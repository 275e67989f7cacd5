use std::collections::BTreeSet;
use tracing::debug;
use crate::core::error::DbError;
use crate::core::storage::TableStore;
use crate::core::types::{DataType, RowId};
use super::expression::Node;
use super::join::Join;
use super::operator::Operator;
use super::table::{GroupedRows, TableDetail, TableService};
use super::value::Value;

/// 单个比较谓词的取数方式
#[derive(Debug, Clone, Copy, PartialEq, Eq)]
enum LookupPath<'a> {
    Index(&'a str),
    PrimaryKey(usize),
    Scan,
}

/// WHERE 表达式树求值器。结果始终是连接之后的分组行。
pub struct StatementEvaluator<'a> {
    store: &'a dyn TableStore,
    tables: &'a TableService,
    join: &'a Join,
    from_table: &'a TableDetail,
}

impl<'a> StatementEvaluator<'a> {
    pub fn new(
        store: &'a dyn TableStore,
        tables: &'a TableService,
        join: &'a Join,
        from_table: &'a TableDetail,
    ) -> Self {
        StatementEvaluator {
            store,
            tables,
            join,
            from_table,
        }
    }

    pub fn evaluate(&self, node: &Node) -> Result<GroupedRows, DbError> {
        match node {
            Node::And(left, right) => {
                let left = self.evaluate(left)?;
                let right = self.evaluate(right)?;
                Ok(left
                    .into_iter()
                    .filter(|(id, _)| right.contains_key(id))
                    .collect())
            }
            Node::Or(left, right) => {
                let left = self.evaluate(left)?;
                let mut merged = self.evaluate(right)?;
                // 同一行标识两侧都有时保留左侧的内容
                merged.extend(left);
                Ok(merged)
            }
            Node::Compare { op, left, right } => {
                if !op.is_comparison() {
                    return Err(DbError::InvalidOperator(op.spelling().to_string()));
                }
                match (left.as_ref(), right.as_ref()) {
                    (Node::Column(l), Node::Column(r)) => self.compare_columns(*op, l, r),
                    (Node::Value(_), Node::Column(_)) => match node.normalized() {
                        Some(normalized) => self.evaluate(&normalized),
                        None => Err(DbError::InvalidTree(node.to_string())),
                    },
                    (Node::Column(column), Node::Value(constant)) => {
                        self.compare_constant(*op, column, constant)
                    }
                    (Node::Value(l), Node::Value(r)) => self.compare_literals(*op, l, r),
                    _ => Err(DbError::InvalidTree(node.to_string())),
                }
            }
            Node::Column(_) | Node::Value(_) => Err(DbError::InvalidTree(node.to_string())),
        }
    }

    /// 同一张表内两列的比较，逐行扫描
    fn compare_columns(&self, op: Operator, left: &Value, right: &Value) -> Result<GroupedRows, DbError> {
        let (left_table, left_column) = self.resolve(left)?;
        let (right_table, right_column) = self.resolve(right)?;
        if left_table.name_in_use() != right_table.name_in_use() {
            return Err(DbError::InvalidExpression(format!(
                "WHERE 中不能比较不同表的列 {} 和 {}，请使用 JOIN",
                left, right
            )));
        }

        let mut ids = BTreeSet::new();
        for (id, row) in &left_table.content {
            let l = row.get(&left_column).unwrap_or(&DataType::Null);
            let r = row.get(&right_column).unwrap_or(&DataType::Null);
            if op.compare(l, r)? {
                ids.insert(id.clone());
            }
        }
        self.expand(left_table, ids)
    }

    /// 列与常量比较：等值时依次尝试索引、主键，否则全表扫描
    fn compare_constant(&self, op: Operator, column: &Value, constant: &Value) -> Result<GroupedRows, DbError> {
        let (table, column_name) = self.resolve(column)?;
        let column_type = table
            .column_type(&column_name)
            .ok_or_else(|| DbError::UnknownColumn(column.to_string()))?;
        let value = constant
            .typed()
            .ok_or_else(|| DbError::InvalidTree(constant.to_string()))?;
        column_type.check_comparable(value)?;

        let ids = match lookup_path(op, table, &column_name, value) {
            LookupPath::Index(index_file) => {
                debug!("{}.{} 使用索引 {}", table.name_in_use(), column_name, index_file);
                match column_type.lookup_value(value) {
                    Some(key) => self.store.filter_by_index(
                        &key,
                        index_file,
                        &table.table_name,
                        &table.database_name,
                    )?,
                    None => BTreeSet::new(),
                }
            }
            LookupPath::PrimaryKey(position) => {
                debug!("{}.{} 使用主键查找", table.name_in_use(), column_name);
                match column_type.lookup_value(value) {
                    Some(key) => self.store.filter_by_primary_key(
                        &key,
                        position,
                        &table.table_name,
                        &table.database_name,
                    )?,
                    None => BTreeSet::new(),
                }
            }
            LookupPath::Scan => {
                debug!("{}.{} 全表扫描 ({})", table.name_in_use(), column_name, op);
                scan(table, &column_name, op, value)?
            }
        };
        self.expand(table, ids)
    }

    /// 两侧都是常量：条件成立时返回 FROM 表的全部行
    fn compare_literals(&self, op: Operator, left: &Value, right: &Value) -> Result<GroupedRows, DbError> {
        let l = left.typed().ok_or_else(|| DbError::InvalidTree(left.to_string()))?;
        let r = right.typed().ok_or_else(|| DbError::InvalidTree(right.to_string()))?;
        if op.compare(l, r)? {
            self.join.evaluate(self.from_table.grouped_content())
        } else {
            Ok(GroupedRows::new())
        }
    }

    fn resolve(&self, column: &Value) -> Result<(&'a TableDetail, String), DbError> {
        let name = column
            .column_name()
            .ok_or_else(|| DbError::InvalidTree(column.to_string()))?;
        self.tables.resolve(name)
    }

    /// 把某张表上命中的行标识展开为连接后的分组行
    fn expand(&self, table: &TableDetail, ids: BTreeSet<RowId>) -> Result<GroupedRows, DbError> {
        if table.name_in_use() == self.from_table.name_in_use() {
            let rows = self.store.select_rows(
                Some(&ids),
                &[],
                &table.table_name,
                &table.database_name,
            )?;
            return self.join.evaluate(table.group(rows));
        }

        let position = self.join.part_index(table.name_in_use()).ok_or_else(|| {
            DbError::TableError(format!("表 {} 不在查询中", table.name_in_use()))
        })?;
        let joined = self.join.evaluate(self.from_table.grouped_content())?;
        Ok(joined
            .into_iter()
            .filter(|(id, _)| id.part(position).map_or(false, |part| ids.contains(&part)))
            .collect())
    }
}

fn lookup_path<'t>(op: Operator, table: &'t TableDetail, column: &str, value: &DataType) -> LookupPath<'t> {
    // 只有非 NULL 的等值比较走捷径
    if op != Operator::Eq || value.is_null() {
        return LookupPath::Scan;
    }
    if let Some(index_file) = table.indexed_columns.get(column) {
        return LookupPath::Index(index_file);
    }
    match table.primary_keys.iter().position(|key| key == column) {
        Some(position) => LookupPath::PrimaryKey(position),
        None => LookupPath::Scan,
    }
}

fn scan(table: &TableDetail, column: &str, op: Operator, value: &DataType) -> Result<BTreeSet<RowId>, DbError> {
    let mut ids = BTreeSet::new();
    for (id, row) in &table.content {
        let cell = row.get(column).unwrap_or(&DataType::Null);
        if op.compare(cell, value)? {
            ids.insert(id.clone());
        }
    }
    Ok(ids)
}

/// 求值结果中各分组行的标识
pub fn row_ids(rows: &GroupedRows) -> Vec<RowId> {
    rows.keys().cloned().collect()
}
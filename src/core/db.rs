use std::path::PathBuf;
use tracing::{debug, info};
use crate::core::actions::ExecutionContext;
use crate::core::dispatcher::CommandDispatcher;
use crate::core::error::{DbError, ErrorDisplayMode};
use crate::core::result::QueryResult;
use crate::core::session::{SessionId, SessionStore};
use crate::core::storage::{file::FileStorage, memory::MemoryStorage, TableStore};

pub enum StorageType {
    File(PathBuf),
    Memory,
}

pub struct Database {
    storage: Box<dyn TableStore>,
    sessions: SessionStore,
    dispatcher: CommandDispatcher,
    default_session: SessionId,
    error_mode: ErrorDisplayMode, // 错误显示模式
}

impl Database {
    pub fn new(storage_type: StorageType) -> Self {
        let storage: Box<dyn TableStore> = match storage_type {
            StorageType::File(path) => Box::new(FileStorage::new(path)),
            StorageType::Memory => Box::new(MemoryStorage::new()),
        };

        Database {
            storage,
            sessions: SessionStore::new(),
            dispatcher: CommandDispatcher::new(),
            default_session: SessionId::new(),
            error_mode: ErrorDisplayMode::Brief, // 默认使用简略模式
        }
    }

    // 设置错误显示模式
    pub fn set_error_mode(&mut self, mode: ErrorDisplayMode) {
        self.error_mode = mode;
    }

    pub fn error_mode(&self) -> ErrorDisplayMode {
        self.error_mode
    }

    // 切换错误显示模式
    pub fn toggle_error_mode(&mut self) -> ErrorDisplayMode {
        self.error_mode = match self.error_mode {
            ErrorDisplayMode::Brief => ErrorDisplayMode::Detailed,
            ErrorDisplayMode::Detailed => ErrorDisplayMode::Brief,
        };
        self.error_mode
    }

    // 根据当前模式格式化错误信息
    pub fn format_error(&self, error: &DbError) -> String {
        error.message(self.error_mode)
    }

    /// 新建一个会话，初始没有选择数据库
    pub fn open_session(&mut self) -> SessionId {
        let session = SessionId::new();
        debug!("打开会话 {}", session);
        session
    }

    pub fn close_session(&mut self, session: SessionId) {
        self.sessions.remove(session);
    }

    pub fn default_session(&self) -> SessionId {
        self.default_session
    }

    pub fn current_database(&self, session: SessionId) -> Option<&str> {
        self.sessions.get(session)
    }

    /// 执行一段 SQL 文本：按批次顺序执行每条语句，每条语句对应一个结果。
    /// 单条语句失败只记录在它自己的结果里；无法识别的语句会使整段文本失败。
    pub fn execute(&mut self, session: SessionId, sql: &str) -> Result<Vec<QueryResult>, DbError> {
        let batches = self.dispatcher.to_batches(sql)?;
        let mut results = Vec::new();

        let mut ctx = ExecutionContext {
            store: &mut *self.storage,
            sessions: &mut self.sessions,
            session,
            error_mode: self.error_mode,
        };
        for (number, batch) in batches.into_iter().enumerate() {
            debug!("执行第 {} 批, 共 {} 条语句", number + 1, batch.len());
            for mut action in batch {
                results.push(action.perform(&mut ctx));
            }
        }

        let failed = results.iter().filter(|r| r.is_error()).count();
        info!("执行完成: {} 条语句, {} 条失败", results.len(), failed);
        Ok(results)
    }

    // 使用默认会话执行SQL
    pub fn execute_sql(&mut self, sql: &str) -> Result<Vec<QueryResult>, DbError> {
        let session = self.default_session;
        self.execute(session, sql)
    }

    pub fn list_databases(&self) -> Result<Vec<String>, DbError> {
        self.storage.list_databases()
    }

    pub fn list_tables(&self, session: SessionId) -> Result<Vec<String>, DbError> {
        let database = self.sessions.get(session).ok_or(DbError::NoDatabaseInUse)?;
        self.storage.list_tables(database)
    }

    // 持久化
    pub fn save(&self) -> Result<(), DbError> {
        self.storage.save()
    }

    pub fn load(&mut self) -> Result<(), DbError> {
        self.storage.load()
    }
}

===

What is being asked ▸ Say how many lines of the listing above contain "info". Include nothing besides the number.

Answer box ▸ 2